Written by Ioana Busuioc, November 2018
We could all learn a little something from our canine companions, like the great Nora Roberts said: “Everything I know I learned from dogs”. But before learning something from our dogs, why not learn a little something about them?!
Dogs are aware of the passing of time! That means they miss you when you’re gone, and they know when it’s time to eat or go for a walk. They are intuitive enough to pick up up on our routines and habits. Dogs also have a very precise sense of hearing, and though they are born deaf, they grow to be able to detect a frequency range of 67 to 45,000 hertz; much like us however, their hearing can deteriorate. Dogs can also smell certain human states and feelings, for example nervousness through our perspiration, or even pregnancy! Their sense of smell overall can be up to 10 million times better than ours too, and depending on the breed, dogs have between 125 million to 300 million scent glands.
With how many dog breeds exist in the world (approximately 344), it’s no wonder that there are so many fun facts and quirks to many of them. For instance, the Newfoundland dog has a water resistant coat and webbed feet! Dalmatians are born white and develop their distinct spots as they age. The Basenji dog makes yodel-like noises in lieu of barks, making it a fun surprise to hear for the first time! As cute as Dachshunds are, they were actually originally bred to fight badgers. Sharp-Pei’s have a purple tinted tongue!
Most dog lovers will agree that dogs are cooler than people any day of any week, but here are some extra cool pups:
Bill Irwin was a blind medical technologist and corporate manager who traversed the 2100 mile long journey along the Appalachian trail. He was celebrated as an inspiration to hikers and disabled people when he became the first blind man to undertake such a feat. He could not have accomplished this without his trusty German Shepherd guide dog, Orient. The pair were lovingly referred to as “the Orient Express”.
Bretagne was “a whip-smart golden retriever with feathery fur and a sunny smile“, who had lived a life more full than most of us can say ever will. The adventure-loving pup, along with her owner Denise Corliss, had their first assignment together searching for survivors at Ground Zero after the 9/11 attacks.
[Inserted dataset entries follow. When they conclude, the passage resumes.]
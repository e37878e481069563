//! Boundary refinement: narrow a page-range section to the text between
//! its own title and the next section's title.

use crate::{
    extract::{ExtractedRange, PageLayout},
    text_util::{char_len, char_slice},
    title_match::{
        Haystack,
        MatchStrategy,
        TitleMatch,
        find_title,
        include_number,
    },
};

/// Why a section kept its unrefined page-range content.
#[derive(Debug, Clone, PartialEq, Eq)]
pub enum UnrefinedReason {
    EmptyTitle,
    StartNotFound,
    TooShort { len: usize },
}

impl std::fmt::Display for UnrefinedReason {
    fn fmt(&self, f: &mut std::fmt::Formatter<'_>) -> std::fmt::Result {
        match self {
            UnrefinedReason::EmptyTitle => f.write_str("empty title"),
            UnrefinedReason::StartNotFound => {
                f.write_str("title not found in page range")
            }
            UnrefinedReason::TooShort { len } => {
                write!(f, "refined content too short ({len} chars)")
            }
        }
    }
}

#[derive(Debug, Clone, PartialEq, Eq)]
pub enum RefineOutcome {
    Refined {
        range: ExtractedRange,
        start_strategy: MatchStrategy,
        /// `None` when the section runs to the end of its page range.
        end_strategy: Option<MatchStrategy>,
    },
    Unrefined(UnrefinedReason),
}

/// Where to look for a section's boundaries.
#[derive(Debug, Clone, Copy)]
pub struct RefineTarget<'a> {
    /// Normalized title of the section being refined.
    pub title: &'a str,
    /// Section number printed before the title, e.g. `"5.1"`.
    pub number: Option<&'a str>,
    /// Normalized title of the following TOC section.
    pub next_title: Option<&'a str>,
    /// Section number of the following TOC section.
    pub next_number: Option<&'a str>,
    /// Absolute offset where text not yet attributed to an earlier
    /// section begins.
    pub search_from: usize,
}

/// Refine `range` to start at its title and end before the next title.
/// Section numbers printed in front of either title belong to that title.
///
/// Only text inside `range` is searched. Results shorter than
/// `min_chars` after trimming are rejected.
pub fn refine_section(
    range: &ExtractedRange,
    layout: &PageLayout,
    target: RefineTarget<'_>,
    min_chars: usize,
) -> RefineOutcome {
    if target.title.trim().is_empty() {
        return RefineOutcome::Unrefined(UnrefinedReason::EmptyTitle);
    }

    let haystack = Haystack::new(&range.content);
    let from = if target.search_from > range.char_start
        && target.search_from < range.char_end
    {
        target.search_from - range.char_start
    } else {
        0
    };

    let Some(start) = find_title(&haystack, target.title, from) else {
        return RefineOutcome::Unrefined(UnrefinedReason::StartNotFound);
    };
    let start = widen(&haystack, start, target.number, from);

    let end = target.next_title.and_then(|next| {
        find_title(&haystack, next, start.end)
            .map(|m| widen(&haystack, m, target.next_number, start.end))
    });
    let end_offset = end.map_or(haystack.len(), |m| m.start);

    let raw = char_slice(&range.content, start.start, end_offset);
    let leading = raw.chars().take_while(|c| c.is_whitespace()).count();
    let content = raw.trim();
    let len = char_len(content);
    if len < min_chars {
        return RefineOutcome::Unrefined(UnrefinedReason::TooShort { len });
    }

    let char_start = range.char_start + start.start + leading;
    let char_end = char_start + len;
    let first_page = layout.page_at(char_start).unwrap_or(range.first_page);
    let last_page = layout
        .page_at(char_end.saturating_sub(1))
        .unwrap_or(range.last_page);

    RefineOutcome::Refined {
        range: ExtractedRange {
            content: content.to_string(),
            char_start,
            char_end,
            first_page,
            last_page,
        },
        start_strategy: start.strategy,
        end_strategy: end.map(|m| m.strategy),
    }
}

fn widen(
    haystack: &Haystack<'_>,
    found: TitleMatch,
    number: Option<&str>,
    floor: usize,
) -> TitleMatch {
    match number {
        Some(number) => include_number(haystack, found, number, floor),
        None => found,
    }
}
use std::path::{Path, PathBuf};

use crate::error::{Error, Result};

pub const DATA_DIR_ENV_VAR: &str = "DOCSECT_DATA_DIR";

#[derive(Debug, Clone)]
pub struct DataDir {
    root: PathBuf,
}

impl DataDir {
    /// Resolve the data directory from, in order of priority:
    /// 1. An explicit path (from --data-dir)
    /// 2. The DOCSECT_DATA_DIR environment variable
    /// 3. The XDG data directory (~/.local/share/docsect/)
    pub fn resolve(explicit: Option<&Path>) -> Result<Self> {
        let root = if let Some(path) = explicit {
            path.to_path_buf()
        } else if let Ok(val) = std::env::var(DATA_DIR_ENV_VAR) {
            PathBuf::from(val)
        } else {
            xdg::BaseDirectories::with_prefix("docsect")
                .get_data_home()
                .ok_or_else(|| {
                    Error::Config(
                        "could not determine XDG data home directory".into(),
                    )
                })?
        };

        std::fs::create_dir_all(&root)
            .map_err(|_| Error::DataDir(root.clone()))?;

        Ok(Self { root })
    }

    pub fn root(&self) -> &Path {
        &self.root
    }

    /// Sections, chunks, TOC analyses, materials and settings.
    pub fn sections_db(&self) -> PathBuf {
        self.root.join("sections.redb")
    }

    /// Vector registrations made by the local vector store.
    pub fn vectors_db(&self) -> PathBuf {
        self.root.join("vectors.redb")
    }
}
Later on, she participated in rescue efforts after Hurricanes Katrina and Ivan, and even even made an appearance at the Winter Olympic Games. After retiring, she began volunteering as a reading assistance dog at an elementary school.
Rin Tin Tin was another famous German Shepherd who starred in the film that is “often credited with bringing Warner Bros. back from bankruptcy”. He was rescued from a French battlefield by American soldier Lee Duncan, who brought him to the US and got him his role in “Where the North Begins”.
Hachiko was an Akita dog best known for his loyalty and dedication to his owner even after his death. He would meet his owner at Shibuya Station in Japan every day until his owner died of a cerebral hemorrhage; even after this, every day for nine years Hachiko would return to the station at the time his owner used to arrive at.
The first animal to orbit earth was a dog named Laika. She was a stray dog found on the streets of Moscow who was trained for the Soviet space program in 1957, eventually being selected as the occupant of Sputnik. A statue was erected in the pioneering pooch’s honor in 2008.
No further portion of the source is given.